About this task:
The lines from the top of the data down to the line with "entry/item of a feed." should be repeated exactly, both ends included.

Start of Block

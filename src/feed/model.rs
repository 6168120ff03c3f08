use serde::{Deserialize, Serialize};

/// Feed-level metadata produced by a successful fetch.
///
/// `url` is always the normalized form of the requested URL; it is the
/// identity the sync layer stores feeds under.
#[derive(Debug, Clone, Default, PartialEq, Eq, Serialize, Deserialize)]
#[serde(rename_all = "camelCase")]
pub struct Feed {
    pub url: String,
    pub title: String,
    /// Canonical site link (not the feed document itself)
    pub link: String,
    pub author: Option<String>,
    pub description: String,
    pub image: Option<String>,
    /// Owner identifier, only populated by the external sync layer
    #[serde(default, skip_serializing_if = "Option::is_none")]
    pub user_id: Option<String>,
}

/// One entry/item of a feed.
///
/// `guid` is best-effort unique: the feed-provided identifier when present,
/// otherwise the article link. `pub_date` stays in the feed's own format.
#[derive(Debug, Clone, Default, PartialEq, Eq, Serialize, Deserialize)]
#[serde(rename_all = "camelCase")]
pub struct Article {
    pub guid: String,
    pub title: String,
    pub pub_date: String,
    pub link: String,
    pub author: String,
    pub thumbnail: Option<String>,
    pub description: String,
    pub content: String,
    pub feed_title: String,
    pub feed_url: String,
}

/// Result of one fetch: the feed and its articles, copied by value.
#[derive(Debug, Clone, Default, PartialEq, Eq, Serialize, Deserialize)]
pub struct FeedPayload {
    pub feed: Feed,
    pub articles: Vec<Article>,
}

/// Returns `value` unless it is empty.
pub(crate) fn non_empty(value: String) -> Option<String> {
    if value.is_empty() {
        None
    } else {
        Some(value)
    }
}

End of Block

Exercise answer:
filename src/feed/model.rs
repository 6168120ff03c3f08
use serde::{Deserialize, Serialize};

/// Feed-level metadata produced by a successful fetch.
///
/// `url` is always the normalized form of the requested URL; it is the
/// identity the sync layer stores feeds under.
#[derive(Debug, Clone, Default, PartialEq, Eq, Serialize, Deserialize)]
#[serde(rename_all = "camelCase")]
pub struct Feed {
    pub url: String,
    pub title: String,
    /// Canonical site link (not the feed document itself)
    pub link: String,
    pub author: Option<String>,
    pub description: String,
    pub image: Option<String>,
    /// Owner identifier, only populated by the external sync layer
    #[serde(default, skip_serializing_if = "Option::is_none")]
    pub user_id: Option<String>,
}

/// One entry/item of a feed.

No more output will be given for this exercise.